**What you should do:** Output, without alteration, the first line of the entries and each line after it, stopping with the line that contains "fn is_listing_page(link: &str, set: &str)".

Dataset entries
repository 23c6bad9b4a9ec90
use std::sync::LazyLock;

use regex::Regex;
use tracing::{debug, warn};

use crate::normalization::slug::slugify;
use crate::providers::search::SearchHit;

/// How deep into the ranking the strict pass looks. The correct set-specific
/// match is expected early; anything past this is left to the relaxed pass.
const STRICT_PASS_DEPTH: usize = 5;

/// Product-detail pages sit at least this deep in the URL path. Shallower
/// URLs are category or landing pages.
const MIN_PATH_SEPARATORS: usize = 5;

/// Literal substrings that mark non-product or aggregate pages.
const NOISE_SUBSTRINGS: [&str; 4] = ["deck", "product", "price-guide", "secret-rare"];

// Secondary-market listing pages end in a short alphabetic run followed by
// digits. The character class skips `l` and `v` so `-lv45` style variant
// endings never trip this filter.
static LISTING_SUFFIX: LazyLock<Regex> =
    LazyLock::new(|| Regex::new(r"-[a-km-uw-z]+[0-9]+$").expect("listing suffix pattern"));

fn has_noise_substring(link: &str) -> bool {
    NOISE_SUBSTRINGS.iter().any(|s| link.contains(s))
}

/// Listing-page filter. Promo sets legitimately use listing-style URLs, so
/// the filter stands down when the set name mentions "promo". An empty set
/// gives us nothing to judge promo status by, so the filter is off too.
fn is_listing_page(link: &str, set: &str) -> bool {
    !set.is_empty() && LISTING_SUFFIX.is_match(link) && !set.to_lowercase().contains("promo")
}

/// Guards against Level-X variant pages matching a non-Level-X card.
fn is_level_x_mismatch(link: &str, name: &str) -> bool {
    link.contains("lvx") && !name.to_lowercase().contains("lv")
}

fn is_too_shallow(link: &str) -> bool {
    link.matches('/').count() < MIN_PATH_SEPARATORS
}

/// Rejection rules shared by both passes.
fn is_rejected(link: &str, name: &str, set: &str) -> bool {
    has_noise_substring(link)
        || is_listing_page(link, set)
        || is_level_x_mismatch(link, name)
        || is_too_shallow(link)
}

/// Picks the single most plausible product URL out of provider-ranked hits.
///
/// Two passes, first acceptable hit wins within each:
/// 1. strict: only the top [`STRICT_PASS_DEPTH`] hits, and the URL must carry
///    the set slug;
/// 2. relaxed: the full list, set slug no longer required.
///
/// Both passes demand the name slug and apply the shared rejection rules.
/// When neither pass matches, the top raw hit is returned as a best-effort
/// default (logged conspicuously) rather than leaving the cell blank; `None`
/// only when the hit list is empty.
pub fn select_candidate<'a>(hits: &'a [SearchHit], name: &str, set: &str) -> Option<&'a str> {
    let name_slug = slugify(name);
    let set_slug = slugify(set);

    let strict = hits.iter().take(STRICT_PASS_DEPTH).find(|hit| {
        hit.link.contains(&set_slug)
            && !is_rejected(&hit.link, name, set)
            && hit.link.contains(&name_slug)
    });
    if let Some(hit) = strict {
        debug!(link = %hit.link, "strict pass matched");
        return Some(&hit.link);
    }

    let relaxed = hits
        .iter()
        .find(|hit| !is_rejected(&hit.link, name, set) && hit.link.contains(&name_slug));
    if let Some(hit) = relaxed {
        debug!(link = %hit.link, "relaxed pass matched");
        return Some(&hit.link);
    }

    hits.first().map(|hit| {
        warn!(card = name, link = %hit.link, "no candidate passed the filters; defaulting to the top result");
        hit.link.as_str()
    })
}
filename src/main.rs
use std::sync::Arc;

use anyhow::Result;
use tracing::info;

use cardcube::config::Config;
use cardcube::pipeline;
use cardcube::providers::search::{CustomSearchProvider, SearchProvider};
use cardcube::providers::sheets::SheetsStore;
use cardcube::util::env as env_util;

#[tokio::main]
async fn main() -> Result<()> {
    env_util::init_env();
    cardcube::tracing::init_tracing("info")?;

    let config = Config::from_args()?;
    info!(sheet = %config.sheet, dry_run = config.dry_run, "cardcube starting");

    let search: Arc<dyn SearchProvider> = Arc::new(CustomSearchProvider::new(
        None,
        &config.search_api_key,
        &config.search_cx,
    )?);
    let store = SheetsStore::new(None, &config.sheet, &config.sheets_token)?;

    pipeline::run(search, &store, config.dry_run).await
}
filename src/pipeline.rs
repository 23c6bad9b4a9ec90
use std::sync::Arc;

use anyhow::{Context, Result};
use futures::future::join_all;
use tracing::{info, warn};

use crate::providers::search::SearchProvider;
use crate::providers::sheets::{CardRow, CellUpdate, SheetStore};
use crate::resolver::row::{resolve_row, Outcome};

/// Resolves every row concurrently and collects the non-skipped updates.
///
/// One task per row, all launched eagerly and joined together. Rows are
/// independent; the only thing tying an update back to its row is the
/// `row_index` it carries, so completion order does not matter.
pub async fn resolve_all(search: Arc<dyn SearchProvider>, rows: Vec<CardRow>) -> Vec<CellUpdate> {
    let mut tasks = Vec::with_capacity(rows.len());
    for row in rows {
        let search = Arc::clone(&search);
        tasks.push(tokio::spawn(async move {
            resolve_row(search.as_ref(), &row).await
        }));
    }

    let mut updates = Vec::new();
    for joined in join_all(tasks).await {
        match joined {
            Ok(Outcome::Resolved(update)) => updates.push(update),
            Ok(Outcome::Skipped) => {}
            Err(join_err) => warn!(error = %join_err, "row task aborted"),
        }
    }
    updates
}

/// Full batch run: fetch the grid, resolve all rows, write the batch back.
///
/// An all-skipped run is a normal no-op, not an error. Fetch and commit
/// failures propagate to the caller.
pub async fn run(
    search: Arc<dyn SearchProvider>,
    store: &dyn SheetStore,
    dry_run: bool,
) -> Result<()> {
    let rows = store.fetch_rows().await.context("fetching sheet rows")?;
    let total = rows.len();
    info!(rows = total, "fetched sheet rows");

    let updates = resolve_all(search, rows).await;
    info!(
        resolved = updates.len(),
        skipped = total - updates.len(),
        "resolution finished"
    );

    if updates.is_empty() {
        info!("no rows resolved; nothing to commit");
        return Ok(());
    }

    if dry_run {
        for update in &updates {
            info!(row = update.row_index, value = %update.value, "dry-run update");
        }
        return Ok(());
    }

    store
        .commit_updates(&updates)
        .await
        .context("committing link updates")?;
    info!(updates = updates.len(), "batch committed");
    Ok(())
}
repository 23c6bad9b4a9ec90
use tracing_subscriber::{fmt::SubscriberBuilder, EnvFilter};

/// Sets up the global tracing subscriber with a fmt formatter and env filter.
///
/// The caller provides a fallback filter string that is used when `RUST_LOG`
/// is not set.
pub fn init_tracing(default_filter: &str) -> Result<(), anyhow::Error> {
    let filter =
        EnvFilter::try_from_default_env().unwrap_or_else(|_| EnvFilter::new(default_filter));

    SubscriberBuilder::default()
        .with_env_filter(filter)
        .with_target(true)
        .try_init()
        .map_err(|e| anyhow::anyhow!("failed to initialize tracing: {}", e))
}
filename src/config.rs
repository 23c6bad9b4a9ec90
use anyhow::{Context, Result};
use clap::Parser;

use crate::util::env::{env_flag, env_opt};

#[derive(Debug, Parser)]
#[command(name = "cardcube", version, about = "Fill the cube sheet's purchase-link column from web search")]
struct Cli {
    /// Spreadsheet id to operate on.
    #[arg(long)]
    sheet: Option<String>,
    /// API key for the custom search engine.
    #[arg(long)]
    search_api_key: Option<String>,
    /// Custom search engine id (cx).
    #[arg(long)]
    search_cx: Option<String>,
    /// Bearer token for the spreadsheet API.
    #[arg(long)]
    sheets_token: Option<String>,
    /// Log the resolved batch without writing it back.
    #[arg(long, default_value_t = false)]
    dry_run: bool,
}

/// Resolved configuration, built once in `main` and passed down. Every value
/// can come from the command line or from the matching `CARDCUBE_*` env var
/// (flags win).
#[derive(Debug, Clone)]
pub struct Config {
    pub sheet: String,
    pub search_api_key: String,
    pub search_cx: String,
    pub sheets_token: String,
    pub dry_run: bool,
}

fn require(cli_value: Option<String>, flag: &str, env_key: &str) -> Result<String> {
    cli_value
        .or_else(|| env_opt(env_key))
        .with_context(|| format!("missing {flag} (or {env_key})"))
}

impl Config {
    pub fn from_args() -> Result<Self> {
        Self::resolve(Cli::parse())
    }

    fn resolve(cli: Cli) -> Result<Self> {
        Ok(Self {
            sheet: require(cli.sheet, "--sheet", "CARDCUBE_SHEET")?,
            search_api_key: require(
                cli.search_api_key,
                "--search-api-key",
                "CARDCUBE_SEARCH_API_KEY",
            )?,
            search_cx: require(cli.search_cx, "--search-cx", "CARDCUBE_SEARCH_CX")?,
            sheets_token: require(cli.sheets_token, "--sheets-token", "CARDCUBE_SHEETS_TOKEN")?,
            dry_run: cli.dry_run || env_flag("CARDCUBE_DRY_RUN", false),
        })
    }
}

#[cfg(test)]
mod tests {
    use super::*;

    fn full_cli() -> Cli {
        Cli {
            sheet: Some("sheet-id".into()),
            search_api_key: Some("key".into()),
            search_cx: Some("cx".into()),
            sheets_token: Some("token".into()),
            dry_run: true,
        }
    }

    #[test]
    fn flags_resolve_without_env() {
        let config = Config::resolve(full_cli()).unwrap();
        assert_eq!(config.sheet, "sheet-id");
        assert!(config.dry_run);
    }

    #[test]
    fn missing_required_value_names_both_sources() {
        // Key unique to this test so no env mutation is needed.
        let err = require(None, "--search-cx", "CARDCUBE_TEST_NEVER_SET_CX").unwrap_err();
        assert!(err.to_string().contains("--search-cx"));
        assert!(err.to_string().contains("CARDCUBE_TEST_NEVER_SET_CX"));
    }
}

**Result of the task:**
repository 23c6bad9b4a9ec90
use std::sync::LazyLock;

use regex::Regex;
use tracing::{debug, warn};

use crate::normalization::slug::slugify;
use crate::providers::search::SearchHit;

/// How deep into the ranking the strict pass looks. The correct set-specific
/// match is expected early; anything past this is left to the relaxed pass.
const STRICT_PASS_DEPTH: usize = 5;

/// Product-detail pages sit at least this deep in the URL path. Shallower
/// URLs are category or landing pages.
const MIN_PATH_SEPARATORS: usize = 5;

/// Literal substrings that mark non-product or aggregate pages.
const NOISE_SUBSTRINGS: [&str; 4] = ["deck", "product", "price-guide", "secret-rare"];

// Secondary-market listing pages end in a short alphabetic run followed by
// digits. The character class skips `l` and `v` so `-lv45` style variant
// endings never trip this filter.
static LISTING_SUFFIX: LazyLock<Regex> =
    LazyLock::new(|| Regex::new(r"-[a-km-uw-z]+[0-9]+$").expect("listing suffix pattern"));

fn has_noise_substring(link: &str) -> bool {
    NOISE_SUBSTRINGS.iter().any(|s| link.contains(s))
}

/// Listing-page filter. Promo sets legitimately use listing-style URLs, so
/// the filter stands down when the set name mentions "promo". An empty set
/// gives us nothing to judge promo status by, so the filter is off too.
fn is_listing_page(link: &str, set: &str) -> bool {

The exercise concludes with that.